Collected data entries

┌──

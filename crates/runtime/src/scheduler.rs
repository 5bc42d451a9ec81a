//! Bounded worker pool for cooperative work items.
//!
//! A fixed set of async workers pulls items from a priority queue and runs
//! each one on the blocking pool until it yields. Items decide nothing about
//! their own re-execution: they ask to be woken ([`WorkScheduler::submit`] or
//! [`WorkScheduler::schedule_after`]) and the scheduler decides when.
//!
//! Every item owns a [`WorkGate`]. The gate is what guarantees that a single
//! item never runs on two workers at once: a wake-up that arrives while the
//! item is running is folded into one follow-up run.

use std::cmp::Ordering as CmpOrdering;
use std::collections::BinaryHeap;
use std::panic::AssertUnwindSafe;
use std::sync::atomic::{AtomicBool, AtomicU64, AtomicUsize, Ordering};
use std::sync::Arc;
use std::time::{Duration, Instant};

use parking_lot::Mutex;
use serde::{Deserialize, Serialize};
use sluice_error::{ErrorCode, Result, SluiceError};
use tokio::runtime::Handle;
use tokio::sync::{watch, Notify};
use tokio::task::JoinHandle;
use tracing::{debug, error, info, trace, warn};

/// Where an item is in its scheduling lifecycle.
#[derive(Debug, Clone, Copy, PartialEq, Eq, Serialize, Deserialize)]
#[serde(rename_all = "snake_case")]
pub enum ThreadState {
    Idle,
    Queued,
    Running,
    /// Woken while running; runs again once the current run returns.
    MoreWork,
    /// Finished; never runs again.
    Done,
}

#[derive(Debug)]
pub struct WorkGate {
    state: Mutex<ThreadState>,
}

impl Default for WorkGate {
    fn default() -> Self {
        Self {
            state: Mutex::new(ThreadState::Idle),
        }
    }
}

impl WorkGate {
    pub fn new() -> Self {
        Self::default()
    }

    pub fn state(&self) -> ThreadState {
        *self.state.lock()
    }

    /// Records a wake-up. Returns true when the caller must enqueue the item.
    pub fn request_run(&self) -> bool {
        let mut state = self.state.lock();
        match *state {
            ThreadState::Idle => {
                *state = ThreadState::Queued;
                true
            }
            ThreadState::Running => {
                *state = ThreadState::MoreWork;
                false
            }
            ThreadState::Queued | ThreadState::MoreWork | ThreadState::Done => false,
        }
    }

    fn begin(&self) -> bool {
        let mut state = self.state.lock();
        if *state == ThreadState::Queued {
            *state = ThreadState::Running;
            true
        } else {
            false
        }
    }

    /// Ends a run. Returns true when a wake-up arrived meanwhile.
    fn end(&self) -> bool {
        let mut state = self.state.lock();
        match *state {
            ThreadState::MoreWork => {
                *state = ThreadState::Queued;
                true
            }
            ThreadState::Running => {
                *state = ThreadState::Idle;
                false
            }
            _ => false,
        }
    }

    /// Marks the item finished. Later wake-ups are ignored.
    pub fn finish(&self) {
        *self.state.lock() = ThreadState::Done;
    }
}

pub trait WorkItem: Send + Sync + 'static {
    fn name(&self) -> String;

    fn gate(&self) -> &WorkGate;

    /// Ordering key; lower values run first.
    fn priority(&self) -> i32 {
        0
    }

    fn created_at(&self) -> Instant;

    /// Runs until completion or the next yield point.
    fn run(&self);

    /// The scheduler refused the item. Called with the gate held, like a run.
    fn on_rejected(&self, error: SluiceError);

    /// `run` panicked.
    fn on_failure(&self, error: SluiceError);
}

struct QueueEntry {
    item: Arc<dyn WorkItem>,
    priority: i32,
    created_at: Instant,
    seq: u64,
}

impl PartialEq for QueueEntry {
    fn eq(&self, other: &Self) -> bool {
        self.cmp(other) == CmpOrdering::Equal
    }
}

impl Eq for QueueEntry {}

impl PartialOrd for QueueEntry {
    fn partial_cmp(&self, other: &Self) -> Option<CmpOrdering> {
        Some(self.cmp(other))
    }
}

impl Ord for QueueEntry {
    // BinaryHeap pops the greatest entry, so every key is reversed
    fn cmp(&self, other: &Self) -> CmpOrdering {
        other
            .priority
            .cmp(&self.priority)
            .then_with(|| other.created_at.cmp(&self.created_at))
            .then_with(|| other.seq.cmp(&self.seq))
    }
}

#[derive(Debug, Clone, Default, PartialEq, Eq, Serialize, Deserialize)]
pub struct SchedulerStats {
    pub max_workers: usize,
    pub submitted: u64,
    pub delayed: u64,
    pub runs: u64,
    pub rejected: u64,
    pub panics: u64,
    pub queued: usize,
    pub in_flight: usize,
}

#[derive(Default)]
struct Counters {
    submitted: AtomicU64,
    delayed: AtomicU64,
    runs: AtomicU64,
    rejected: AtomicU64,
    panics: AtomicU64,
}

struct Inner {
    max_workers: usize,
    queue: Mutex<BinaryHeap<QueueEntry>>,
    seq: AtomicU64,
    work_available: Notify,
    in_flight: AtomicUsize,
    drained: Notify,
    shutdown: AtomicBool,
    shutdown_tx: watch::Sender<bool>,
    handle: Handle,
    counters: Counters,
    workers: Mutex<Vec<JoinHandle<()>>>,
}

#[derive(Clone)]
pub struct WorkScheduler {
    inner: Arc<Inner>,
}

impl WorkScheduler {
    /// Starts `max_workers` workers on `handle`.
    pub fn new(max_workers: usize, handle: Handle) -> Self {
        let max_workers = max_workers.max(1);
        let (shutdown_tx, _) = watch::channel(false);
        let inner = Arc::new(Inner {
            max_workers,
            queue: Mutex::new(BinaryHeap::new()),
            seq: AtomicU64::new(0),
            work_available: Notify::new(),
            in_flight: AtomicUsize::new(0),
            drained: Notify::new(),
            shutdown: AtomicBool::new(false),
            shutdown_tx,
            handle: handle.clone(),
            counters: Counters::default(),
            workers: Mutex::new(Vec::with_capacity(max_workers)),
        });

        let workers = (0..max_workers)
            .map(|worker| handle.spawn(worker_loop(inner.clone(), worker)))
            .collect();
        *inner.workers.lock() = workers;

        info!(target: "scheduler", max_workers, "Work scheduler started");
        Self { inner }
    }

    /// Wakes `item`. Queues it unless it is already queued, running or done.
    ///
    /// Fails once the scheduler is shutting down; the item's rejection path
    /// has then already run.
    pub fn submit(&self, item: Arc<dyn WorkItem>) -> Result<()> {
        if self.inner.shutdown.load(Ordering::SeqCst) {
            let err = shutdown_error();
            if item.gate().request_run() {
                reject(&self.inner, item, err.clone());
            }
            return Err(err);
        }
        if item.gate().request_run() {
            self.inner.counters.submitted.fetch_add(1, Ordering::Relaxed);
            enqueue(&self.inner, item);
        }
        Ok(())
    }

    /// Wakes `item` no earlier than `delay` from now.
    pub fn schedule_after(&self, item: Arc<dyn WorkItem>, delay: Duration) {
        self.inner.counters.delayed.fetch_add(1, Ordering::Relaxed);
        trace!(
            target: "scheduler",
            item = %item.name(),
            delay_ms = delay.as_millis() as u64,
            "Delayed wake-up scheduled"
        );
        let scheduler = self.clone();
        let mut shutdown_rx = self.inner.shutdown_tx.subscribe();
        self.inner.handle.spawn(async move {
            if !*shutdown_rx.borrow() {
                tokio::select! {
                    _ = tokio::time::sleep(delay) => {}
                    _ = shutdown_rx.changed() => {}
                }
            }
            if let Err(e) = scheduler.submit(item) {
                debug!(target: "scheduler", error = %e, "Delayed wake-up rejected");
            }
        });
    }

    pub fn is_shutdown(&self) -> bool {
        self.inner.shutdown.load(Ordering::SeqCst)
    }

    pub fn stats(&self) -> SchedulerStats {
        let counters = &self.inner.counters;
        SchedulerStats {
            max_workers: self.inner.max_workers,
            submitted: counters.submitted.load(Ordering::Relaxed),
            delayed: counters.delayed.load(Ordering::Relaxed),
            runs: counters.runs.load(Ordering::Relaxed),
            rejected: counters.rejected.load(Ordering::Relaxed),
            panics: counters.panics.load(Ordering::Relaxed),
            queued: self.inner.queue.lock().len(),
            in_flight: self.inner.in_flight.load(Ordering::SeqCst),
        }
    }

    /// Stops accepting work, rejects everything still queued and waits up to
    /// `timeout` for running items to return. Returns whether it drained.
    pub async fn shutdown(&self, timeout: Duration) -> bool {
        if self.inner.shutdown.swap(true, Ordering::SeqCst) {
            debug!(target: "scheduler", "Shutdown already in progress");
        }
        let _ = self.inner.shutdown_tx.send(true);

        let queued: Vec<QueueEntry> = self.inner.queue.lock().drain().collect();
        if !queued.is_empty() {
            info!(target: "scheduler", count = queued.len(), "Rejecting queued work items");
        }
        for entry in queued {
            reject(&self.inner, entry.item, shutdown_error());
        }
        self.inner.work_available.notify_waiters();

        let drained = tokio::time::timeout(timeout, async {
            loop {
                let notified = self.inner.drained.notified();
                tokio::pin!(notified);
                notified.as_mut().enable();
                if self.inner.in_flight.load(Ordering::SeqCst) == 0 {
                    return;
                }
                notified.await;
            }
        })
        .await
        .is_ok();

        if drained {
            let workers: Vec<JoinHandle<()>> = std::mem::take(&mut *self.inner.workers.lock());
            for worker in workers {
                let _ = worker.await;
            }
            info!(target: "scheduler", "Work scheduler stopped");
        } else {
            warn!(
                target: "scheduler",
                in_flight = self.inner.in_flight.load(Ordering::SeqCst),
                timeout_ms = timeout.as_millis() as u64,
                "Shutdown timed out with work still running"
            );
        }
        drained
    }
}

fn shutdown_error() -> SluiceError {
    SluiceError::new(
        ErrorCode::SchedulerShutdown,
        "Work scheduler is shutting down",
    )
}

fn enqueue(inner: &Arc<Inner>, item: Arc<dyn WorkItem>) {
    if inner.shutdown.load(Ordering::SeqCst) {
        reject(inner, item, shutdown_error());
        return;
    }
    let entry = QueueEntry {
        priority: item.priority(),
        created_at: item.created_at(),
        seq: inner.seq.fetch_add(1, Ordering::Relaxed),
        item,
    };
    inner.queue.lock().push(entry);
    inner.work_available.notify_one();
}

/// Runs the rejection path of an item whose gate is `Queued`.
fn reject(inner: &Inner, item: Arc<dyn WorkItem>, err: SluiceError) {
    inner.counters.rejected.fetch_add(1, Ordering::Relaxed);
    if !item.gate().begin() {
        return;
    }
    warn!(target: "scheduler", item = %item.name(), error = %err, "Work item rejected");
    item.on_rejected(err);
    // No further runs once rejected
    item.gate().end();
}

async fn worker_loop(inner: Arc<Inner>, worker: usize) {
    trace!(target: "scheduler", worker, "Worker started");
    loop {
        let notified = inner.work_available.notified();
        tokio::pin!(notified);
        notified.as_mut().enable();

        let next = inner.queue.lock().pop();
        if let Some(entry) = next {
            run_entry(&inner, entry.item).await;
            continue;
        }
        if inner.shutdown.load(Ordering::SeqCst) {
            break;
        }
        notified.await;
    }
    trace!(target: "scheduler", worker, "Worker stopped");
}

async fn run_entry(inner: &Arc<Inner>, item: Arc<dyn WorkItem>) {
    if !item.gate().begin() {
        return;
    }
    inner.in_flight.fetch_add(1, Ordering::SeqCst);
    inner.counters.runs.fetch_add(1, Ordering::Relaxed);

    let runner = item.clone();
    let panicked = tokio::task::spawn_blocking(move || {
        match std::panic::catch_unwind(AssertUnwindSafe(|| runner.run())) {
            Ok(()) => false,
            Err(payload) => {
                let message = panic_message(payload.as_ref());
                error!(target: "scheduler", item = %runner.name(), panic = %message, "Work item panicked");
                runner.on_failure(SluiceError::new(
                    ErrorCode::InternalPanic,
                    format!("Work item panicked: {}", message),
                ));
                true
            }
        }
    })
    .await;

    match panicked {
        Ok(true) => {
            inner.counters.panics.fetch_add(1, Ordering::Relaxed);
        }
        Ok(false) => {}
        Err(e) => {
            error!(target: "scheduler", item = %item.name(), error = %e, "Work item task failed");
            item.on_failure(SluiceError::new(
                ErrorCode::InternalPanic,
                format!("Work item task failed: {}", e),
            ));
        }
    }

    if item.gate().end() {
        enqueue(inner, item);
    }
    if inner.in_flight.fetch_sub(1, Ordering::SeqCst) == 1 {
        inner.drained.notify_waiters();
    }
}

fn panic_message(payload: &(dyn std::any::Any + Send)) -> String {
    if let Some(s) = payload.downcast_ref::<&str>() {
        (*s).to_string()
    } else if let Some(s) = payload.downcast_ref::<String>() {
        s.clone()
    } else {
        "unknown panic".to_string()
    }
}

└──

* Problem to solve *
Every line above that holds the string "Wakes" counts once. State how many such lines there are, as a number alone.

* Reply to the task *
2